Items from a data source =
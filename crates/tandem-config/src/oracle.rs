//! Oracle endpoint configuration (OpenAI-style chat completions).

use serde::{Deserialize, Serialize};

fn default_model() -> String {
    String::from("mistral-small3.2:latest")
}

const fn default_max_tokens() -> u32 {
    3000
}

const fn default_top_p() -> f64 {
    0.1
}

/// Default number of page-text characters sent with each query.
const fn default_max_text_chars() -> usize {
    5000
}

#[derive(Debug, Clone, Deserialize, Serialize)]
pub struct OracleConfig {
    /// Bearer token for the chat-completions endpoint.
    #[serde(default)]
    pub api_key: String,

    /// Full chat-completions URL (e.g. `https://host/api/chat/completions`).
    #[serde(default)]
    pub base_url: String,

    /// Model identifier sent with every request.
    #[serde(default = "default_model")]
    pub model: String,

    #[serde(default)]
    pub temperature: f64,

    #[serde(default = "default_max_tokens")]
    pub max_tokens: u32,

    #[serde(default = "default_top_p")]
    pub top_p: f64,

    /// Page text longer than this is truncated before it is sent.
    #[serde(default = "default_max_text_chars")]
    pub max_text_chars: usize,
}

impl Default for OracleConfig {
    fn default() -> Self {
        Self {
            api_key: String::new(),
            base_url: String::new(),
            model: default_model(),
            temperature: 0.0,
            max_tokens: default_max_tokens(),
            top_p: default_top_p(),
            max_text_chars: default_max_text_chars(),
        }
    }
}

impl OracleConfig {
    /// Check if the endpoint and credentials are present.
    #[must_use]
    pub fn is_configured(&self) -> bool {
        !self.api_key.is_empty() && !self.base_url.is_empty()
    }
}

#[cfg(test)]
mod tests {
    use super::*;

    #[test]
    fn default_is_not_configured() {
        let config = OracleConfig::default();
        assert!(!config.is_configured());
        assert_eq!(config.model, "mistral-small3.2:latest");
        assert_eq!(config.max_tokens, 3000);
        assert_eq!(config.max_text_chars, 5000);
    }

    #[test]
    fn configured_with_key_and_url() {
        let config = OracleConfig {
            api_key: "sk-test".into(),
            base_url: "http://localhost:11434/api/chat/completions".into(),
            ..Default::default()
        };
        assert!(config.is_configured());
    }

    #[test]
    fn not_configured_without_url() {
        let config = OracleConfig {
            api_key: "sk-test".into(),
            ..Default::default()
        };
        assert!(!config.is_configured());
    }
}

REQUIRED WORK = Print all of the entries exactly as they appear.

ANSWER SECTION =
filename crates/tandem-config/src/oracle.rs
//! Oracle endpoint configuration (OpenAI-style chat completions).

use serde::{Deserialize, Serialize};

fn default_model() -> String {
    String::from("mistral-small3.2:latest")
}

const fn default_max_tokens() -> u32 {
    3000
}

const fn default_top_p() -> f64 {
    0.1
}

/// Default number of page-text characters sent with each query.
const fn default_max_text_chars() -> usize {
    5000
}

#[derive(Debug, Clone, Deserialize, Serialize)]
pub struct OracleConfig {
    /// Bearer token for the chat-completions endpoint.
    #[serde(default)]
    pub api_key: String,

    /// Full chat-completions URL (e.g. `https://host/api/chat/completions`).
    #[serde(default)]
    pub base_url: String,

    /// Model identifier sent with every request.
    #[serde(default = "default_model")]
    pub model: String,

    #[serde(default)]
    pub temperature: f64,

    #[serde(default = "default_max_tokens")]
    pub max_tokens: u32,

    #[serde(default = "default_top_p")]
    pub top_p: f64,

    /// Page text longer than this is truncated before it is sent.
    #[serde(default = "default_max_text_chars")]
    pub max_text_chars: usize,
}

impl Default for OracleConfig {
    fn default() -> Self {
        Self {
            api_key: String::new(),
            base_url: String::new(),
            model: default_model(),
            temperature: 0.0,
            max_tokens: default_max_tokens(),
            top_p: default_top_p(),
            max_text_chars: default_max_text_chars(),
        }
    }
}

impl OracleConfig {
    /// Check if the endpoint and credentials are present.
    #[must_use]
    pub fn is_configured(&self) -> bool {
        !self.api_key.is_empty() && !self.base_url.is_empty()
    }
}

#[cfg(test)]
mod tests {
    use super::*;

    #[test]
    fn default_is_not_configured() {
        let config = OracleConfig::default();
        assert!(!config.is_configured());
        assert_eq!(config.model, "mistral-small3.2:latest");
        assert_eq!(config.max_tokens, 3000);
        assert_eq!(config.max_text_chars, 5000);
    }

    #[test]
    fn configured_with_key_and_url() {
        let config = OracleConfig {
            api_key: "sk-test".into(),
            base_url: "http://localhost:11434/api/chat/completions".into(),
            ..Default::default()
        };
        assert!(config.is_configured());
    }

    #[test]
    fn not_configured_without_url() {
        let config = OracleConfig {
            api_key: "sk-test".into(),
            ..Default::default()
        };
        assert!(!config.is_configured());
    }
}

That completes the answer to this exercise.